Inflation fell in November for the first time since early 2020, when the COVID-19 pandemic was slamming the U.S. economy. The decline signals that the Federal Reserve’s flurry of interest rate hikes is continuing to put pressure on inflation, which hit a 40-year high last year.
The Fed’s preferred measure of inflation, personal consumption expenditures (PCE), showed that consumer prices slid 0.1% last month from October, the Commerce Department said on Friday. That marks the first month-over-month drop since April 2020, while the year-over-year increase — up 2.6% from November 2022 — was less than economists had forecast.
“The broad-based disinflation now moving through the economy should result in further relief in overall inflation,” Joe Brusuelas, U.S. chief economist with RSM, said in a report.
All the numbers show somewhat more progress against inflation than economists had expected.
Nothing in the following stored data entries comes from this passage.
//! Trait seams to the live world, plus the request/response wire shapes.
//!
//! The traits are deliberately small: one method each, synchronous, and
//! free of controller types beyond ids and poses, so a simulator binding or
//! a test mock can implement them in a few lines.

use flock_core::{AgentId, Pose, Twist};

use crate::{WorldResult, WorldState};

/// Pull-based provider of per-tick world snapshots.
///
/// Polled exactly once per tick — idle passes included.  Implementations
/// decide their own blocking and timeout policy; a slow poll makes the tick
/// run long rather than being dropped.
pub trait WorldStateSource {
    fn poll(&mut self) -> WorldResult<WorldState>;
}

/// Applies one commanded pose to one body.
pub trait ActuationSink {
    /// Issue a command.  `Err` means the service itself failed; an `Ok` ack
    /// with `success == false` means the service rejected this particular
    /// command.  Either way the caller logs the outcome and moves on to the
    /// next body — commands are never retried within a tick.
    fn set_state(&mut self, id: &AgentId, pose: Pose, twist: Twist) -> WorldResult<ActuationAck>;
}

/// World-registry name lookup, used only for startup validation.
pub trait ExistenceCheck {
    fn exists(&mut self, name: &str) -> WorldResult<bool>;
}

/// Outcome of one actuation command.
#[derive(Clone, Debug, PartialEq, Eq)]
#[cfg_attr(feature = "serde", derive(serde::Serialize, serde::Deserialize))]
pub struct ActuationAck {
    pub success: bool,
    pub message: String,
}

impl ActuationAck {
    /// Successful ack with an empty message.
    pub fn ok() -> Self {
        Self { success: true, message: String::new() }
    }

    /// Failed ack carrying the sink's reason.
    pub fn rejected(message: impl Into<String>) -> Self {
        Self { success: false, message: message.into() }
    }
}

/// Request accepted by the activation endpoint.
#[derive(Copy, Clone, Debug, PartialEq, Eq)]
#[cfg_attr(feature = "serde", derive(serde::Serialize, serde::Deserialize))]
pub struct ActivationRequest {
    pub active: bool,
}

/// Response returned by the activation endpoint.
#[derive(Clone, Debug, PartialEq, Eq)]
#[cfg_attr(feature = "serde", derive(serde::Serialize, serde::Deserialize))]
pub struct ActivationResponse {
    pub success: bool,
    pub message: String,
}
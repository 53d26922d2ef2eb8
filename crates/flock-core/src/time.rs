//! Control-loop tick counter.
//!
//! The loop paces itself on wall-clock instants; `Tick` is the monotonic
//! counter reported to observers and used by tests to reason about loop
//! progress.

use std::fmt;

/// An absolute control-loop tick counter.
///
/// Stored as `u64`: at 100 ticks per second a u64 lasts ~5.8 billion years,
/// so overflow is not a practical concern.
#[derive(Copy, Clone, PartialEq, Eq, PartialOrd, Ord, Hash, Debug, Default)]
#[cfg_attr(feature = "serde", derive(serde::Serialize, serde::Deserialize))]
pub struct Tick(pub u64);

impl Tick {
    pub const ZERO: Tick = Tick(0);

    /// Return the tick `n` steps after `self`.
    #[inline]
    pub fn offset(self, n: u64) -> Tick {
        Tick(self.0 + n)
    }
}

impl std::ops::Add<u64> for Tick {
    type Output = Tick;
    #[inline]
    fn add(self, rhs: u64) -> Tick {
        Tick(self.0 + rhs)
    }
}

impl std::ops::Sub for Tick {
    type Output = u64;
    #[inline]
    fn sub(self, rhs: Tick) -> u64 {
        self.0 - rhs.0
    }
}

impl fmt::Display for Tick {
    fn fmt(&self, f: &mut fmt::Formatter<'_>) -> fmt::Result {
        write!(f, "T{}", self.0)
    }
}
Inflation is steadily moving down to the Fed’s year-over-year target of 2% and appears to be setting the stage for Fed rate cuts in 2024.
After nearly two years of Fed rate hikes — 11 since March 2022 — inflation has come down from the four-decade highs it hit last year. The Labor Department’s closely watched consumer price index was up 3.1% last month from November 2022, down from a 9.1% year-over-year increase in June 2022.
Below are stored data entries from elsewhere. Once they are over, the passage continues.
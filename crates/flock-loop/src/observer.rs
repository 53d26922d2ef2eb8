//! Loop observer trait for progress reporting and fault visibility.

use flock_core::{AgentId, Tick};

/// Callbacks invoked by [`ControlLoop::run`][crate::ControlLoop::run] at
/// key points in the tick cycle.
///
/// All methods have default no-op implementations so implementors only need
/// to override what they care about.
///
/// # Example — progress printer
///
/// ```rust,ignore
/// struct ProgressPrinter { interval: u64 }
///
/// impl LoopObserver for ProgressPrinter {
///     fn on_commands(&mut self, tick: Tick, issued: usize) {
///         if tick.0 % self.interval == 0 {
///             println!("{tick}: issued {issued} commands");
///         }
///     }
/// }
/// ```
pub trait LoopObserver {
    /// Called at the very start of each tick, before the snapshot poll.
    fn on_tick_start(&mut self, _tick: Tick) {}

    /// Called when a tick completes as a pure idle pass (controller Idle).
    fn on_idle(&mut self, _tick: Tick) {}

    /// Called at the end of each active tick with the number of commands
    /// issued to the sink.
    fn on_commands(&mut self, _tick: Tick, _issued: usize) {}

    /// Called for each command the sink failed or refused.  The tick
    /// continues; the command is not retried until the next period computes
    /// a fresh one.
    fn on_actuation_failure(&mut self, _id: &AgentId, _message: &str) {}

    /// Called once when a paced run exits.
    fn on_loop_end(&mut self, _final_tick: Tick) {}
}

/// A [`LoopObserver`] that does nothing.  Use when you need to call `run`
/// but don't want progress callbacks.
pub struct NoopObserver;

impl LoopObserver for NoopObserver {}
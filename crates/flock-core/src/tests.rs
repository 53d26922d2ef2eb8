//! Unit tests for flock-core primitives.

#[cfg(test)]
mod ids {
    use std::collections::BTreeMap;

    use crate::AgentId;

    #[test]
    fn as_str_roundtrip() {
        let id = AgentId::new("puck3");
        assert_eq!(id.as_str(), "puck3");
        assert_eq!(AgentId::from("puck3"), id);
    }

    #[test]
    fn ordering_is_lexicographic() {
        assert!(AgentId::new("puck1") < AgentId::new("puck2"));
        assert!(AgentId::new("a") < AgentId::new("b"));
    }

    #[test]
    fn display() {
        assert_eq!(AgentId::new("puck7").to_string(), "puck7");
    }

    #[test]
    fn map_lookup_by_str() {
        let mut map: BTreeMap<AgentId, u32> = BTreeMap::new();
        map.insert(AgentId::new("puck1"), 1);
        assert_eq!(map.get("puck1"), Some(&1));
        assert_eq!(map.get("puck9"), None);
    }
}

#[cfg(test)]
mod pose {
    use glam::{DQuat, DVec3};

    use crate::{Pose, Twist, planar_distance};

    #[test]
    fn planar_distance_ignores_z() {
        let p = DVec3::new(0.0, 0.0, 0.0);
        let q = DVec3::new(3.0, 4.0, 100.0);
        assert!((planar_distance(p, q) - 5.0).abs() < 1e-12);
    }

    #[test]
    fn planar_distance_zero_for_same_column() {
        let p = DVec3::new(1.0, 2.0, 0.0);
        let q = DVec3::new(1.0, 2.0, 9.0);
        assert_eq!(planar_distance(p, q), 0.0);
    }

    #[test]
    fn pose_at_has_identity_orientation() {
        let pose = Pose::at(DVec3::new(1.0, 2.0, 3.0));
        assert_eq!(pose.orientation, DQuat::IDENTITY);
        assert_eq!(pose.position.z, 3.0);
    }

    #[test]
    fn twist_zero_is_all_zeros() {
        assert_eq!(Twist::ZERO.linear, DVec3::ZERO);
        assert_eq!(Twist::ZERO.angular, DVec3::ZERO);
        assert_eq!(Twist::default(), Twist::ZERO);
    }
}

#[cfg(test)]
mod rng {
    use crate::DriftRng;

    #[test]
    fn deterministic_same_seed() {
        let mut r1 = DriftRng::new(12345);
        let mut r2 = DriftRng::new(12345);
        for _ in 0..100 {
            let a: f64 = r1.jitter(8.0);
            let b: f64 = r2.jitter(8.0);
            assert_eq!(a, b);
        }
    }

    #[test]
    fn clone_replays_identical_stream() {
        let mut original = DriftRng::new(7);
        let mut replay = original.clone();
        for _ in 0..50 {
            assert_eq!(original.jitter(1.0), replay.jitter(1.0));
        }
    }

    #[test]
    fn jitter_within_span() {
        let mut rng = DriftRng::new(0);
        for _ in 0..1000 {
            let v = rng.jitter(8.0);
            assert!((-8.0..=8.0).contains(&v));
        }
    }

    #[test]
    fn gen_range_in_bounds() {
        let mut rng = DriftRng::new(0);
        for _ in 0..1000 {
            let v: f64 = rng.gen_range(0.0..1.0);
            assert!((0.0..1.0).contains(&v));
        }
    }
}

#[cfg(test)]
mod time {
    use crate::Tick;

    #[test]
    fn tick_arithmetic() {
        let t = Tick(10);
        assert_eq!(t + 5, Tick(15));
        assert_eq!(t.offset(3), Tick(13));
        assert_eq!(Tick(15) - Tick(10), 5u64);
    }

    #[test]
    fn display() {
        assert_eq!(Tick(42).to_string(), "T42");
    }
}
//! World-service error type.

use thiserror::Error;

/// Errors surfaced by world-facing services.
#[derive(Debug, Error)]
pub enum WorldError {
    /// The backing service could not be reached at all.  Fatal during
    /// startup validation; during a run the failed call is logged and the
    /// next tick simply tries again.
    #[error("world service unavailable: {0}")]
    Unavailable(String),
}

pub type WorldResult<T> = Result<T, WorldError>;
“[C]ore inflation has been running at an annualized pace of just 1.9%,” noted Capital Economics in a Friday research note. “Adding in the further sharp slowdown in rent inflation still in the pipeline, it’s hard to see any credible reason why the annual inflation rate won’t also return to the 2% target over the coming months.”
Excluding volatile food and energy prices, so-called core inflation last month rose 0.1% from October and 3.2% from a year earlier.
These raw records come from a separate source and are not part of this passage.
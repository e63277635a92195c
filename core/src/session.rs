//! Query-time lifecycle of the search box.
//!
//! ```text
//! Idle --begin_loading--> Loading --finish_loading(Ok)--> Ready <--> Searching
//!                                 \--finish_loading(Err)--> Failed
//! ```
//!
//! `Failed` is terminal: the input stays disabled until the page is reloaded
//! (a new session). Once `Ready`, searches run synchronously against shared,
//! read-only data, so any number of threads may search at once.

use parking_lot::RwLock;
use std::sync::atomic::{AtomicU64, AtomicUsize, Ordering};
use std::sync::Arc;

use crate::config::SearchConfig;
use crate::document::DocumentStore;
use crate::error::SessionError;
use crate::index::InvertedIndex;
use crate::persist::{self, IndexPaths};
use crate::render::{RenderedPage, Renderer};
use crate::search::{QueryEngine, SearchOutcome};
use crate::tokenizer::Tokenizer;

#[derive(Debug, Clone, Copy, PartialEq, Eq)]
pub enum SessionState {
    Idle,
    Loading,
    Ready,
    Searching,
    Failed,
}

struct Loaded {
    engine: QueryEngine,
    store: DocumentStore,
    renderer: Renderer,
}

enum Phase {
    Idle,
    Loading,
    Ready(Arc<Loaded>),
    Failed(String),
}

/// A submitted query. Only the most recently submitted ticket gets results.
#[derive(Debug, Clone, PartialEq, Eq)]
pub struct QueryTicket {
    generation: u64,
    query: String,
}

impl QueryTicket {
    pub fn query(&self) -> &str {
        &self.query
    }
}

pub struct SearchSession {
    config: SearchConfig,
    phase: RwLock<Phase>,
    in_flight: AtomicUsize,
    latest: AtomicU64,
}

struct InFlight<'a>(&'a AtomicUsize);

impl Drop for InFlight<'_> {
    fn drop(&mut self) {
        self.0.fetch_sub(1, Ordering::SeqCst);
    }
}

impl SearchSession {
    pub fn new(config: SearchConfig) -> Self {
        Self { config, phase: RwLock::new(Phase::Idle), in_flight: AtomicUsize::new(0), latest: AtomicU64::new(0) }
    }

    pub fn state(&self) -> SessionState {
        match &*self.phase.read() {
            Phase::Idle => SessionState::Idle,
            Phase::Loading => SessionState::Loading,
            Phase::Ready(_) if self.in_flight.load(Ordering::SeqCst) > 0 => SessionState::Searching,
            Phase::Ready(_) => SessionState::Ready,
            Phase::Failed(_) => SessionState::Failed,
        }
    }

    /// The query box only accepts input once both artifacts are loaded.
    pub fn input_enabled(&self) -> bool {
        matches!(self.state(), SessionState::Ready | SessionState::Searching)
    }

    pub fn failure_reason(&self) -> Option<String> {
        match &*self.phase.read() {
            Phase::Failed(reason) => Some(reason.clone()),
            _ => None,
        }
    }

    pub fn begin_loading(&self) -> Result<(), SessionError> {
        let mut phase = self.phase.write();
        if !matches!(&*phase, Phase::Idle) {
            return Err(SessionError::InvalidTransition { from: state_of(&phase), action: "begin loading" });
        }
        *phase = Phase::Loading;
        Ok(())
    }

    /// Complete the fetch started by [`begin_loading`](Self::begin_loading).
    /// Both the index and the store must have arrived for search to turn on.
    pub fn finish_loading(
        &self,
        artifacts: anyhow::Result<(InvertedIndex, DocumentStore)>,
    ) -> Result<SessionState, SessionError> {
        let mut phase = self.phase.write();
        if !matches!(&*phase, Phase::Loading) {
            return Err(SessionError::InvalidTransition { from: state_of(&phase), action: "finish loading" });
        }
        match artifacts {
            Ok((index, store)) => {
                // One tokenizer for the whole session, configured exactly as
                // the index was built.
                let tokenizer = Arc::new(Tokenizer::new(index.tokenizer.clone()));
                tracing::info!(num_docs = index.num_docs(), num_terms = index.terms.len(), "search index loaded");
                let engine = QueryEngine::new(Arc::new(index), tokenizer.clone(), self.config.matching);
                let renderer = Renderer::new(self.config.render.clone(), tokenizer);
                *phase = Phase::Ready(Arc::new(Loaded { engine, store, renderer }));
                Ok(SessionState::Ready)
            }
            Err(err) => {
                tracing::error!(error = %format!("{err:#}"), "search index failed to load");
                *phase = Phase::Failed(format!("{err:#}"));
                Ok(SessionState::Failed)
            }
        }
    }

    /// Load both artifacts from disk.
    pub fn load(&self, paths: &IndexPaths) -> Result<SessionState, SessionError> {
        self.begin_loading()?;
        self.finish_loading(persist::load_artifacts(paths))
    }

    /// Raw ranked results, or `Unavailable` when no index is loaded.
    pub fn outcome(&self, query: &str) -> SearchOutcome {
        match self.loaded() {
            Some(loaded) => {
                let _guard = self.enter();
                SearchOutcome::Results(loaded.engine.search(query))
            }
            None => SearchOutcome::Unavailable,
        }
    }

    /// Register `query` as the latest one, superseding earlier tickets.
    pub fn submit(&self, query: impl Into<String>) -> QueryTicket {
        let generation = self.latest.fetch_add(1, Ordering::SeqCst) + 1;
        QueryTicket { generation, query: query.into() }
    }

    /// Run a ticket. Returns `None` when a newer ticket was submitted while
    /// this one ran, so stale results never reach the screen.
    pub fn execute(&self, ticket: &QueryTicket) -> Option<RenderedPage> {
        let page = self.search(&ticket.query);
        if self.latest.load(Ordering::SeqCst) != ticket.generation {
            tracing::debug!(query = %ticket.query, "discarding results of superseded query");
            return None;
        }
        Some(page)
    }

    /// Search and render in one step.
    pub fn search(&self, query: &str) -> RenderedPage {
        let loaded = {
            let phase = self.phase.read();
            match &*phase {
                Phase::Ready(loaded) => loaded.clone(),
                Phase::Failed(_) => return self.unavailable_page(),
                Phase::Idle | Phase::Loading => {
                    return RenderedPage::Loading { message: self.config.render.loading_message.clone() }
                }
            }
        };
        let _guard = self.enter();
        let results = loaded.engine.search(query);
        loaded.renderer.render(&results, &loaded.store, query)
    }

    fn unavailable_page(&self) -> RenderedPage {
        RenderedPage::Unavailable { message: self.config.render.unavailable_message.clone() }
    }

    fn loaded(&self) -> Option<Arc<Loaded>> {
        match &*self.phase.read() {
            Phase::Ready(loaded) => Some(loaded.clone()),
            _ => None,
        }
    }

    fn enter(&self) -> InFlight<'_> {
        self.in_flight.fetch_add(1, Ordering::SeqCst);
        InFlight(&self.in_flight)
    }
}

fn state_of(phase: &Phase) -> SessionState {
    match phase {
        Phase::Idle => SessionState::Idle,
        Phase::Loading => SessionState::Loading,
        Phase::Ready(_) => SessionState::Ready,
        Phase::Failed(_) => SessionState::Failed,
    }
}
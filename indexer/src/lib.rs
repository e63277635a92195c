//! Turns a generated site into the two search artifacts, and fetches them
//! back at query time.

pub mod config;
pub mod extract;
pub mod fetch;
pub mod pipeline;
pub mod site;

pub use config::{IndexerConfig, SiteConfig};
pub use pipeline::{build_site, BuildReport};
The PCE, which showed year-over-year inflation peaking at 7.1% in June 2022, is preferred by the Fed over the Labor Department’s CPI in part because it accounts for changes in how people shop when inflation jumps — when, for example, consumers shift away from pricey national brands in favor of cheaper store brands.
Federal Reserve rate cuts
Encouraged by the progress, the Fed has decided not to raise rates at each of its last three meetings and has signaled that it expects to cut rates three times next year.
“A sustained easing in price pressures will support a shift in the (Fed’s) policy stance next year, from holding rates steady to lowering them over time,” Rubeela Farooqi, chief U.S. economist at High Frequency Economics, said in a report. “The exact timing will depend on how the labor market, inflation and growth will evolve next year. Based on our forecasts, we expect the Fed to start cutting rates by the middle of next year.”
Despite widespread predictions that higher rates would cause a recession, the U.S. economy and job market have remained strong. That has raised hopes the Fed can achieve a “soft landing” — bringing inflation to its 2% year-over-year target without sending the economy into recession.
Friday’s report also showed that consumer spending rose 0.2% last month after rising 0.1% in October. Personal income rose 0.4% last month, a tick up from 0.3% in October.
“Despite persistent headwinds, consumers are still showing willingness to spend as they regain some lost purchasing power amid cooling inflation and resilient labor market trends,” noted EY Senior Economist Lydia Boussour told investors in a research note.